Which Is Better, Distilled Or Deionized Water?

It depends on the application of water. Deionized water is generally better for most laboratory and industrial applications because it removes more ions than distilled water. Distilled water is pure but still contains some ionic contaminants due to its contact with air during the distillation process. Deionized water has been purified through a deionization resin tank to remove these ions. This makes deionized water more suitable for applications that require extreme ionic purity, such as scientific experiments and medical use.

On the other hand, distilled water is commonly used in food preparation and home brewing processes since its mineral content is low enough to achieve desired results. In addition, it is also used in car radiators, irons, and electric kettles, as it does not leave behind any impurities. Ultimately, the choice will depend on what you plan to use the water for. If you need the water to be highly pure, then deionized water is better than distilled water.


Can I use distilled water instead of deionized water?

Yes, you can use distilled water instead of deionized water. However, it’s important to note that deionized water is highly purified and contains deficient levels of ions and other contaminants, making it ideal for many applications.

Is deionized water the same as regular water?

No, Deionized water differs from regular water because it has removed its mineral ions, while regular water still contains these minerals.

Can you drink distilled or deionized water?

No, you should not drink distilled or deionized water. Both types of water are purified and contain no minerals; therefore, they lack the essential nutrients needed to sustain life. Furthermore, drinking large amounts of either type can lead to mineral deficiencies within your body.
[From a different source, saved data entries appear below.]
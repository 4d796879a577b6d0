use anyhow::{Context, Result};
use clap::Parser;
use crossterm::{
    event::{self, Event, KeyEvent, KeyEventKind, DisableMouseCapture, EnableMouseCapture},
    execute,
    terminal::{disable_raw_mode, enable_raw_mode, EnterAlternateScreen, LeaveAlternateScreen},
};
use ratatui::{backend::CrosstermBackend, Terminal};
use std::{
    fs::File,
    io,
    path::{Path, PathBuf},
    sync::Mutex,
};
use tracing::info;
use tracing_subscriber::EnvFilter;

use mx_atlas::{config::AppConfig, state::AppState, ui};

/// Przeglądarka granic stanów i gmin Meksyku
#[derive(Parser)]
#[command(author, version, about, long_about = None)]
struct Cli {
    /// Katalog z plikami GeoJSON (nadpisuje konfigurację)
    #[arg(short, long, value_name = "DIR")]
    data_dir: Option<PathBuf>,

    /// Plik konfiguracji TOML
    #[arg(short, long, value_name = "FILE")]
    config: Option<PathBuf>,

    /// Od razu otwórz stan (np. "cdmx")
    #[arg(short, long)]
    state: Option<String>,

    /// Zaznacz region na liście
    #[arg(long)]
    select: Option<String>,

    /// Dziennik (stdout należy do interfejsu)
    #[arg(long, value_name = "FILE", default_value = "mx-atlas.log")]
    log_file: PathBuf,
}

fn init_logging(path: &Path) -> Result<()> {
    let file = File::create(path).with_context(|| format!("Failed to create log file: {:?}", path))?;
    tracing_subscriber::fmt()
        .with_env_filter(EnvFilter::try_from_default_env().unwrap_or_else(|_| EnvFilter::new("info")))
        .with_writer(Mutex::new(file))
        .with_ansi(false)
        .init();
    Ok(())
}

fn main() -> Result<()> {
    let cli = Cli::parse();
    init_logging(&cli.log_file)?;

    let mut config = match &cli.config {
        Some(path) => AppConfig::load_from_file(path)?,
        None => AppConfig::default(),
    };
    if let Some(dir) = cli.data_dir {
        config.data.dir = dir;
    }
    info!(dir = ?config.data.dir, "starting");

    let mut state = AppState::new(&config)
        .with_context(|| format!("Failed to open data directory: {:?}", config.data.dir))?;
    if let Some(label) = &cli.state {
        state.open_state(label)?;
    }
    if let Some(label) = &cli.select {
        state.select_label(label);
    }

    enable_raw_mode()?;
    let mut stdout = io::stdout();
    execute!(stdout, EnterAlternateScreen, EnableMouseCapture)?;
    let backend = CrosstermBackend::new(stdout);
    let mut terminal = Terminal::new(backend)?;

    let result = run(&mut terminal, &mut state);

    disable_raw_mode()?;
    execute!(
        terminal.backend_mut(),
        LeaveAlternateScreen,
        DisableMouseCapture
    )?;
    terminal.show_cursor()?;
    result
}

fn run(terminal: &mut Terminal<CrosstermBackend<io::Stdout>>, state: &mut AppState) -> Result<()> {
    loop {
        terminal.draw(|f| ui::draw(f, state))?;

        if event::poll(std::time::Duration::from_millis(100))? {
            if let Event::Key(KeyEvent { code, kind: KeyEventKind::Press, .. }) = event::read()? {
                if state.handle_input(code) {
                    return Ok(());
                }
            }
        }
    }
}
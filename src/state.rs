use crossterm::event::KeyCode;
use std::rc::Rc;
use tracing::{debug, info, warn};

use crate::{
    config::AppConfig,
    data::{DataCatalog, GeoLevel, LoadedRegion, StateEntry},
    error::Result,
    geometry::FeatureSet,
    map_draw::{MapStyle, MapView},
    naming::resolve,
    viewport::{ViewState, ZoomPolicy},
};

/// Aktywny element sterowania (Tab przełącza)
#[derive(Clone, Copy, Debug, PartialEq, Eq)]
pub enum Control {
    List,
    BaseOpacity,
    SelectionOpacity,
    LineWidth,
}

/// Do czego dopasowujemy widok
#[derive(Clone, Copy, Debug, PartialEq, Eq)]
pub enum FitMode {
    Selection,
    Region,
}

/// Suwak z krokiem i zakresem
#[derive(Clone, Copy, Debug, PartialEq)]
pub struct Slider {
    pub value: f64,
    pub min: f64,
    pub max: f64,
    pub step: f64,
}

impl Slider {
    pub fn new(value: f64, min: f64, max: f64, step: f64) -> Self {
        Self { value: value.clamp(min, max), min, max, step }
    }

    pub fn nudge(&mut self, steps: i32) {
        let raw = self.value + self.step * f64::from(steps);
        // zaokrąglenie do siatki kroku, żeby nie zbierać błędów 0.05 + 0.05 + ...
        let snapped = (raw / self.step).round() * self.step;
        self.value = snapped.clamp(self.min, self.max);
    }
}

pub struct AppState {
    pub catalog: DataCatalog,
    pub policy: ZoomPolicy,
    pub level: GeoLevel,
    pub states: Vec<StateEntry>,
    pub current_state: Option<StateEntry>,
    pub list_items: Vec<String>,
    pub selected: usize,
    pub history: Vec<(GeoLevel, usize)>,
    pub map: Option<MapView>,
    national: Option<Rc<LoadedRegion>>,
    pub highlight: Option<String>,
    pub view: ViewState,
    pub fit: FitMode,
    pub info: String,
    pub active: Control,
    pub base_opacity: Slider,
    pub selection_opacity: Slider,
    pub line_width: Slider,
    base_style: MapStyle,
}

impl AppState {
    const HELP_TEXT: &'static str = "\
↑/↓: ruch w liście
Enter: wejście do stanu
Esc / Backspace: wstecz
Tab: lista / suwaki, ←/→: zmiana
f: widok wyboru / całości
q: wyjście";

    pub fn new(config: &AppConfig) -> Result<Self> {
        let mut catalog = DataCatalog::new(config);
        let states = catalog.list_states()?;
        let national = match catalog.load_national() {
            Some(Ok(region)) => Some(region),
            Some(Err(err)) => {
                warn!(%err, "national map unavailable");
                None
            }
            None => None,
        };
        let style = MapStyle::from(&config.style);
        let policy = config.zoom_policy();

        let mut state = Self {
            catalog,
            view: policy.fallback,
            policy,
            level: GeoLevel::National,
            list_items: states.iter().map(|s| s.label.clone()).collect(),
            states,
            current_state: None,
            selected: 0,
            history: Vec::new(),
            map: national.clone().map(MapView::new),
            national,
            highlight: None,
            fit: FitMode::Selection,
            info: String::new(),
            active: Control::List,
            base_opacity: Slider::new(style.base_opacity, 0.1, 1.0, 0.05),
            selection_opacity: Slider::new(style.selection_opacity, 0.1, 1.0, 0.05),
            line_width: Slider::new(style.line_width, 0.5, 5.0, 0.5),
            base_style: style,
        };
        state.refresh();
        Ok(state)
    }

    /// Otwiera stan wskazany etykietą (aliasy dozwolone), szukając na liście
    /// wczytanej przy starcie.
    pub fn open_state(&mut self, label: &str) -> Result<()> {
        let index = self.catalog.find_state(&self.states, label)?;
        self.selected = index;
        self.enter_state(index);
        Ok(())
    }

    /// Zaznacza pozycję listy pasującą do etykiety; false gdy brak.
    pub fn select_label(&mut self, label: &str) -> bool {
        match resolve(label, &self.list_items, self.catalog.aliases()).map(|hit| hit.index) {
            Some(index) => {
                self.selected = index;
                self.refresh();
                true
            }
            None => {
                self.info = format!("Nie znaleziono: {label}\n\n{}", Self::HELP_TEXT);
                false
            }
        }
    }

    pub fn style(&self) -> MapStyle {
        MapStyle {
            base_opacity: self.base_opacity.value,
            selection_opacity: self.selection_opacity.value,
            line_width: self.line_width.value,
            ..self.base_style.clone()
        }
    }

    pub fn selected_label(&self) -> Option<&str> {
        self.list_items.get(self.selected).map(String::as_str)
    }

    fn enter_state(&mut self, index: usize) {
        let Some(entry) = self.states.get(index).cloned() else { return };
        match self.catalog.load(&entry.path) {
            Ok(region) => {
                info!(state = %entry.label, "entering state");
                self.history.push((GeoLevel::National, index));
                self.level = GeoLevel::State;
                self.list_items = region.labels();
                self.selected = 0;
                self.map = Some(MapView::new(region));
                self.current_state = Some(entry);
                self.refresh();
            }
            Err(err) => {
                warn!(file = ?entry.path, %err, "cannot open state");
                self.info = format!("{}: {err}\n\n{}", entry.label, Self::HELP_TEXT);
            }
        }
    }

    fn back(&mut self) {
        if let Some((GeoLevel::National, index)) = self.history.pop() {
            self.level = GeoLevel::National;
            self.list_items = self.states.iter().map(|s| s.label.clone()).collect();
            self.selected = index.min(self.list_items.len().saturating_sub(1));
            self.map = self.national.clone().map(MapView::new);
            self.current_state = None;
            self.refresh();
        }
    }

    /// Przelicza podświetlenie, widok i opis po każdej zmianie wyboru.
    pub fn refresh(&mut self) {
        let label = self.selected_label().map(str::to_string);
        let Some(map) = &self.map else {
            self.highlight = None;
            self.view = self.policy.fallback;
            self.info = format!("Stany: {}\n\n{}", self.list_items.len(), Self::HELP_TEXT);
            return;
        };
        let region = map.region();

        self.highlight = match (&label, self.level) {
            // lista stanów pochodzi z nazw plików, mapa krajowa ma własne nazwy
            (Some(l), GeoLevel::National) => {
                let names = region.labels();
                resolve(l, &names, self.catalog.aliases()).map(|hit| hit.label.to_string())
            }
            (Some(l), GeoLevel::State) => Some(l.clone()),
            (None, _) => None,
        };

        let subset = match (&self.highlight, self.fit) {
            (Some(h), FitMode::Selection) => region.select(h),
            _ => FeatureSet::default(),
        };
        self.view = if subset.is_empty() {
            ViewState::fit(&region.features, &self.policy)
        } else {
            ViewState::fit(&subset, &self.policy)
        };

        let title = match &self.current_state {
            Some(entry) => entry.label.clone(),
            None => "México".to_string(),
        };
        let found = match (&label, &self.highlight) {
            (Some(_), Some(h)) => format!("Wybrano: {h}"),
            (Some(l), None) => format!("Nie znaleziono na mapie: {l}"),
            (None, _) => String::new(),
        };
        self.info = format!("{title} – {} obiektów\n{found}\n\n{}", map.feature_count(), Self::HELP_TEXT);
        debug!(highlight = ?self.highlight, center = ?self.view.center, zoom = self.view.zoom, "view updated");
    }

    fn adjust(&mut self, steps: i32) {
        let slider = match self.active {
            Control::List => return,
            Control::BaseOpacity => &mut self.base_opacity,
            Control::SelectionOpacity => &mut self.selection_opacity,
            Control::LineWidth => &mut self.line_width,
        };
        slider.nudge(steps);
    }

    /// Zwraca true, jeśli trzeba wyjść
    pub fn handle_input(&mut self, key: KeyCode) -> bool {
        use KeyCode::*;
        match key {
            Char('q') => return true,
            Tab => {
                self.active = match self.active {
                    Control::List => Control::BaseOpacity,
                    Control::BaseOpacity => Control::SelectionOpacity,
                    Control::SelectionOpacity => Control::LineWidth,
                    Control::LineWidth => Control::List,
                };
            }
            Char('f') => {
                self.fit = match self.fit {
                    FitMode::Selection => FitMode::Region,
                    FitMode::Region => FitMode::Selection,
                };
                self.refresh();
            }
            Left => self.adjust(-1),
            Right => self.adjust(1),
            Up => {
                if self.selected > 0 {
                    self.selected -= 1;
                    self.refresh();
                }
            }
            Down => {
                if self.selected + 1 < self.list_items.len() {
                    self.selected += 1;
                    self.refresh();
                }
            }
            Enter => {
                if self.level == GeoLevel::National {
                    self.enter_state(self.selected);
                }
            }
            Backspace | Esc => self.back(),
            _ => {}
        }
        false
    }
}
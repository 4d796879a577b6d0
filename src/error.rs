use std::path::PathBuf;
use thiserror::Error;

/// Błędy ładowania danych i konfiguracji.
#[derive(Debug, Error)]
pub enum AtlasError {
    #[error("cannot read {path:?}: {source}")]
    Io {
        path: PathBuf,
        #[source]
        source: std::io::Error,
    },

    #[error("invalid GeoJSON in {path:?}: {source}")]
    GeoJson {
        path: PathBuf,
        #[source]
        source: Box<geojson::Error>,
    },

    #[error("invalid config {path:?}: {source}")]
    Config {
        path: PathBuf,
        #[source]
        source: toml::de::Error,
    },

    #[error("{0:?} is not a FeatureCollection")]
    NotFeatureCollection(PathBuf),

    #[error("unsupported coordinate reference system: {0}")]
    UnsupportedCrs(String),

    #[error("no name column among {columns:?}")]
    NoNameColumn { columns: Vec<String> },

    #[error("no region matches {0:?}")]
    UnknownLabel(String),
}

pub type Result<T> = std::result::Result<T, AtlasError>;
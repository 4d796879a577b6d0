use serde::Deserialize;
use std::{
    fs,
    path::{Path, PathBuf},
};

use crate::{
    error::{AtlasError, Result},
    naming::{AliasTable, NamePolicy},
    viewport::{ViewState, ZoomPolicy, ZoomStep},
};

/// Konfiguracja aplikacji (plik TOML, każda sekcja ma wartości domyślne)
#[derive(Debug, Deserialize, Clone, Default)]
#[serde(default)]
pub struct AppConfig {
    pub data: DataConfig,
    pub names: NamesConfig,
    pub view: ViewConfig,
    pub style: StyleConfig,
}

#[derive(Debug, Deserialize, Clone)]
#[serde(default)]
pub struct DataConfig {
    pub dir: PathBuf,
    /// Plik z granicami wszystkich stanów (opcjonalny)
    pub national_file: Option<PathBuf>,
}

impl Default for DataConfig {
    fn default() -> Self {
        Self { dir: PathBuf::from("data"), national_file: None }
    }
}

#[derive(Debug, Deserialize, Clone)]
#[serde(default)]
pub struct NamesConfig {
    pub candidates: Vec<String>,
    pub hints: Vec<String>,
    /// Skrót → pełna nazwa; kolejność wpisów zachowana
    pub aliases: Vec<(String, String)>,
}

impl Default for NamesConfig {
    fn default() -> Self {
        let policy = NamePolicy::default();
        Self {
            candidates: policy.candidates().to_vec(),
            hints: policy.hints().to_vec(),
            aliases: AliasTable::DEFAULT
                .iter()
                .map(|(a, c)| (a.to_string(), c.to_string()))
                .collect(),
        }
    }
}

#[derive(Debug, Deserialize, Clone)]
#[serde(default)]
pub struct ViewConfig {
    pub default_center: [f64; 2],
    pub default_zoom: f64,
    pub steps: Vec<ZoomStep>,
    pub wide_zoom: f64,
}

impl Default for ViewConfig {
    fn default() -> Self {
        let policy = ZoomPolicy::default();
        Self {
            default_center: policy.fallback.center,
            default_zoom: policy.fallback.zoom,
            steps: policy.steps,
            wide_zoom: policy.wide_zoom,
        }
    }
}

#[derive(Debug, Deserialize, Clone)]
#[serde(default)]
pub struct StyleConfig {
    pub base_opacity: f64,
    pub selection_opacity: f64,
    pub line_width: f64,
    pub base_color: [u8; 3],
    pub selection_color: [u8; 3],
}

impl Default for StyleConfig {
    fn default() -> Self {
        Self {
            base_opacity: 0.35,
            selection_opacity: 0.7,
            line_width: 1.0,
            // lightgray / royalblue
            base_color: [211, 211, 211],
            selection_color: [65, 105, 225],
        }
    }
}

impl AppConfig {
    pub fn load_from_file(path: &Path) -> Result<Self> {
        let content = fs::read_to_string(path)
            .map_err(|source| AtlasError::Io { path: path.to_path_buf(), source })?;
        toml::from_str(&content)
            .map_err(|source| AtlasError::Config { path: path.to_path_buf(), source })
    }

    pub fn zoom_policy(&self) -> ZoomPolicy {
        ZoomPolicy::new(
            self.view.steps.clone(),
            self.view.wide_zoom,
            ViewState { center: self.view.default_center, zoom: self.view.default_zoom },
        )
    }

    pub fn name_policy(&self) -> NamePolicy {
        NamePolicy::new(self.names.candidates.clone(), self.names.hints.clone())
    }

    pub fn alias_table(&self) -> AliasTable {
        AliasTable::new(self.names.aliases.iter().map(|(a, c)| (a.as_str(), c.as_str())))
    }
}
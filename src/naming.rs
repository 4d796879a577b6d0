//! Dopasowywanie nazw: normalizacja etykiet, aliasy, kolumna z nazwą.

use unicode_normalization::{UnicodeNormalization, char::is_combining_mark};

/// Małe litery, bez spacji na brzegach, pojedyncze spacje w środku, bez diakrytyków.
pub fn normalize(text: &str) -> String {
    let folded: String = text
        .to_lowercase()
        .nfd()
        .filter(|c| !is_combining_mark(*c))
        .collect();
    folded.split_whitespace().collect::<Vec<_>>().join(" ")
}

/// Niezmienna tabela skrót → pełna nazwa, przechowywana po normalizacji.
#[derive(Clone, Debug, PartialEq)]
pub struct AliasTable {
    entries: Vec<(String, String)>,
}

impl AliasTable {
    pub const DEFAULT: &'static [(&'static str, &'static str)] = &[
        ("cdmx", "ciudad de mexico"),
        ("df", "ciudad de mexico"),
        ("distrito federal", "ciudad de mexico"),
        ("edomex", "estado de mexico"),
        ("edo mex", "estado de mexico"),
        ("coahuila", "coahuila de zaragoza"),
        ("michoacan", "michoacan de ocampo"),
        ("veracruz", "veracruz de ignacio de la llave"),
        ("qro", "queretaro"),
        ("queretaro de arteaga", "queretaro"),
        ("bcs", "baja california sur"),
        ("slp", "san luis potosi"),
        ("ags", "aguascalientes"),
    ];

    pub fn new<'a>(pairs: impl IntoIterator<Item = (&'a str, &'a str)>) -> Self {
        let entries = pairs
            .into_iter()
            .map(|(alias, canonical)| (normalize(alias), normalize(canonical)))
            .collect();
        Self { entries }
    }

    pub fn empty() -> Self {
        Self { entries: Vec::new() }
    }

    /// Pełna nazwa dla skrótu (pierwszy pasujący wpis)
    pub fn lookup(&self, text: &str) -> Option<&str> {
        let key = normalize(text);
        self.entries
            .iter()
            .find(|(alias, _)| *alias == key)
            .map(|(_, canonical)| canonical.as_str())
    }

    pub fn len(&self) -> usize {
        self.entries.len()
    }

    pub fn is_empty(&self) -> bool {
        self.entries.is_empty()
    }
}

impl Default for AliasTable {
    fn default() -> Self {
        Self::new(Self::DEFAULT.iter().copied())
    }
}

/// Wynik dopasowania: pozycja i etykieta kandydata.
#[derive(Clone, Copy, Debug, PartialEq, Eq)]
pub struct Resolved<'a> {
    pub index: usize,
    pub label: &'a str,
}

/// Dopasowuje wybór użytkownika do listy kandydatów.
///
/// Kolejność prób: dokładna równość z wpisanym tekstem, dokładna równość
/// z pełną nazwą aliasu, potem zawieranie w dowolną stronę (najpierw dla
/// pełnej nazwy, potem dla wpisanego tekstu). W obrębie jednej próby
/// wygrywa pierwszy kandydat z listy. Pusty wybór niczego nie dopasowuje.
pub fn resolve<'a, S: AsRef<str>>(
    choice: &str,
    candidates: &'a [S],
    aliases: &AliasTable,
) -> Option<Resolved<'a>> {
    let typed = normalize(choice);
    if typed.is_empty() {
        return None;
    }
    let targets: Vec<&str> = match aliases.lookup(choice) {
        Some(canonical) if canonical != typed => vec![typed.as_str(), canonical],
        _ => vec![typed.as_str()],
    };

    let normalized: Vec<String> = candidates.iter().map(|c| normalize(c.as_ref())).collect();
    let exact = || {
        targets
            .iter()
            .find_map(|t| normalized.iter().position(|n| n == t))
    };
    let contained = || {
        targets.iter().rev().find_map(|t| {
            normalized
                .iter()
                .position(|n| !n.is_empty() && (n.contains(t) || t.contains(n.as_str())))
        })
    };
    let index = exact().or_else(contained)?;
    Some(Resolved { index, label: candidates[index].as_ref() })
}

/// Znane nazwy kolumn z nazwą regionu + podpowiedzi do przeszukania.
#[derive(Clone, Debug, PartialEq)]
pub struct NamePolicy {
    candidates: Vec<String>,
    hints: Vec<String>,
}

impl Default for NamePolicy {
    fn default() -> Self {
        Self::new(
            ["NOMGEO", "NOM_MUN", "MUNICIPIO", "mun_name", "NOM_ENT", "NOMBRE", "name"]
                .map(String::from)
                .to_vec(),
            ["name", "nombre", "nom", "nomgeo"].map(String::from).to_vec(),
        )
    }
}

impl NamePolicy {
    pub fn new(candidates: Vec<String>, hints: Vec<String>) -> Self {
        let hints = hints.into_iter().map(|h| h.to_lowercase()).collect();
        Self { candidates, hints }
    }

    pub fn candidates(&self) -> &[String] {
        &self.candidates
    }

    pub fn hints(&self) -> &[String] {
        &self.hints
    }
}

/// Kolumna z nazwą: najpierw lista priorytetowa (bez rozróżniania wielkości
/// liter), potem pierwsza kolumna, której człon (między `_`, `-`, spacjami)
/// jest równy podpowiedzi. `NOM_LOC` pasuje do `nom`, `ECONOMIA` nie.
pub fn find_name_attribute<'a, S: AsRef<str>>(keys: &'a [S], policy: &NamePolicy) -> Option<&'a str> {
    let known = policy.candidates.iter().find_map(|cand| {
        keys.iter()
            .map(|key| key.as_ref())
            .find(|key| key.to_lowercase() == cand.to_lowercase())
    });
    known.or_else(|| {
        keys.iter().map(|key| key.as_ref()).find(|key| {
            let lower = key.to_lowercase();
            lower
                .split(|c: char| !c.is_alphanumeric())
                .any(|token| policy.hints.iter().any(|hint| token == hint))
        })
    })
}
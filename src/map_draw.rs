use geo::{BoundingRect, Contains, LineString, Point, Polygon};
use ratatui::layout::Rect as TuiRect;
use ratatui::symbols::Marker;
use ratatui::widgets::canvas::{Canvas, Context, Line, Points};
use ratatui::widgets::{Block, Borders};
use ratatui::{Frame, style::Color};
use std::rc::Rc;

use crate::{config::StyleConfig, data::LoadedRegion, viewport::ViewState};

/// Wygląd mapy: kolory, przezroczystość, grubość linii
#[derive(Clone, Debug, PartialEq)]
pub struct MapStyle {
    pub base_opacity: f64,
    pub selection_opacity: f64,
    pub line_width: f64,
    pub base_color: [u8; 3],
    pub selection_color: [u8; 3],
}

impl From<&StyleConfig> for MapStyle {
    fn from(cfg: &StyleConfig) -> Self {
        Self {
            base_opacity: cfg.base_opacity,
            selection_opacity: cfg.selection_opacity,
            line_width: cfg.line_width,
            base_color: cfg.base_color,
            selection_color: cfg.selection_color,
        }
    }
}

/// Kolor na ciemnym tle przy danej nieprzezroczystości.
pub fn blend(rgb: [u8; 3], opacity: f64) -> Color {
    let a = opacity.clamp(0.0, 1.0);
    let [r, g, b] = rgb.map(|c| (f64::from(c) * a).round() as u8);
    Color::Rgb(r, g, b)
}

/// Ile równoległych przejść rysuje linię danej grubości.
pub fn line_passes(line_width: f64) -> usize {
    line_width.round().max(1.0) as usize
}

/// Warstwa bazowa (wszystkie regiony) + podświetlony wybór
pub struct MapView {
    region: Rc<LoadedRegion>,
}

impl MapView {
    pub fn new(region: Rc<LoadedRegion>) -> Self {
        Self { region }
    }

    /// Liczba obiektów (np. gmin)
    pub fn feature_count(&self) -> usize {
        self.region.features.len()
    }

    pub fn region(&self) -> &LoadedRegion {
        &self.region
    }

    /// Rysuje najpierw wszystkie granice przygaszone, potem wypełnia i obrysowuje wybrany region.
    pub fn render(
        &self,
        f: &mut Frame<'_>,
        area: TuiRect,
        title: &str,
        view: &ViewState,
        highlight: Option<&str>,
        style: &MapStyle,
    ) {
        let inner_w = area.width.saturating_sub(2);
        let inner_h = area.height.saturating_sub(2);
        let (x_bounds, y_bounds) = view.canvas_bounds(inner_w, inner_h);
        // rozmiar jednej kropki braille w stopniach
        let dot = (
            (x_bounds[1] - x_bounds[0]) / f64::from(inner_w.max(1) * 2),
            (y_bounds[1] - y_bounds[0]) / f64::from(inner_h.max(1) * 4),
        );

        let base_color = blend(style.base_color, style.base_opacity);
        let sel_color = blend(style.selection_color, style.selection_opacity);
        let outline = blend(style.selection_color, 1.0);
        let passes = line_passes(style.line_width);

        let selected: Vec<&Polygon<f64>> = match highlight {
            Some(label) => self
                .region
                .features
                .iter()
                .filter(|feat| feat.attr_text(&self.region.name_column).as_deref() == Some(label))
                .flat_map(|feat| feat.geometry.polygons())
                .collect(),
            None => Vec::new(),
        };
        let fill = fill_points(&selected, x_bounds, y_bounds, dot);

        let canvas = Canvas::default()
            .block(Block::default().title(title.to_string()).borders(Borders::ALL))
            .marker(Marker::Braille)
            .x_bounds(x_bounds)
            .y_bounds(y_bounds)
            .paint(|ctx| {
                // 1) Wszystkie granice w kolorze bazowym
                for feat in self.region.features.iter() {
                    for poly in feat.geometry.polygons() {
                        draw_polygon(ctx, poly, base_color, passes, dot);
                    }
                }
                ctx.layer();

                // 2) Wypełnienie i obrys wybranego regionu
                ctx.draw(&Points { coords: &fill, color: sel_color });
                for poly in &selected {
                    draw_polygon(ctx, poly, outline, passes, dot);
                }
            });
        f.render_widget(canvas, area);
    }
}

fn draw_polygon(ctx: &mut Context<'_>, poly: &Polygon<f64>, color: Color, passes: usize, dot: (f64, f64)) {
    for ring in std::iter::once(poly.exterior()).chain(poly.interiors()) {
        for pass in 0..passes {
            // przesunięcia 0, +1, -1, +2, ... kropki
            let k = ((pass + 1) / 2) as f64 * if pass % 2 == 1 { 1.0 } else { -1.0 };
            draw_ring(ctx, ring, color, (k * dot.0, k * dot.1));
        }
    }
}

fn draw_ring(ctx: &mut Context<'_>, ring: &LineString<f64>, color: Color, offset: (f64, f64)) {
    let (dx, dy) = offset;
    for window in ring.0.windows(2) {
        let a = window[0];
        let b = window[1];
        ctx.draw(&Line { x1: a.x + dx, y1: a.y + dy, x2: b.x + dx, y2: b.y + dy, color });
    }
    if let (Some(first), Some(last)) = (ring.0.first(), ring.0.last()) {
        if first != last {
            ctx.draw(&Line { x1: last.x + dx, y1: last.y + dy, x2: first.x + dx, y2: first.y + dy, color });
        }
    }
}

/// Środki kropek siatki płótna leżące wewnątrz wielokątów.
pub fn fill_points(polys: &[&Polygon<f64>], x_bounds: [f64; 2], y_bounds: [f64; 2], dot: (f64, f64)) -> Vec<(f64, f64)> {
    let mut points = Vec::new();
    if dot.0 <= 0.0 || dot.1 <= 0.0 {
        return points;
    }
    for poly in polys {
        let Some(rect) = poly.bounding_rect() else { continue };
        let x0 = rect.min().x.max(x_bounds[0]);
        let x1 = rect.max().x.min(x_bounds[1]);
        let y0 = rect.min().y.max(y_bounds[0]);
        let y1 = rect.max().y.min(y_bounds[1]);
        // wyrównanie do siatki płótna
        let mut x = x_bounds[0] + ((x0 - x_bounds[0]) / dot.0).floor() * dot.0 + dot.0 / 2.0;
        while x <= x1 {
            let mut y = y_bounds[0] + ((y0 - y_bounds[0]) / dot.1).floor() * dot.1 + dot.1 / 2.0;
            while y <= y1 {
                if poly.contains(&Point::new(x, y)) {
                    points.push((x, y));
                }
                y += dot.1;
            }
            x += dot.0;
        }
    }
    points
}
Difference between Deionized And Distilled Water - infographic
Difference between Deionized And Distilled Water – infographic

Deionized and distilled water are different types of purified water, but each has unique properties. Deionized water has a higher purity level and a slightly acidic pH balance and is often used in laboratories for experiments or to clean medical instruments. Distilled water has been boiled and condensed, so it no longer contains any minerals or other contaminants and has a neutral pH balance making it perfect for drinking. Both distilled and deionized water are widely used in various industries, but the decision of which one to use depends on the application.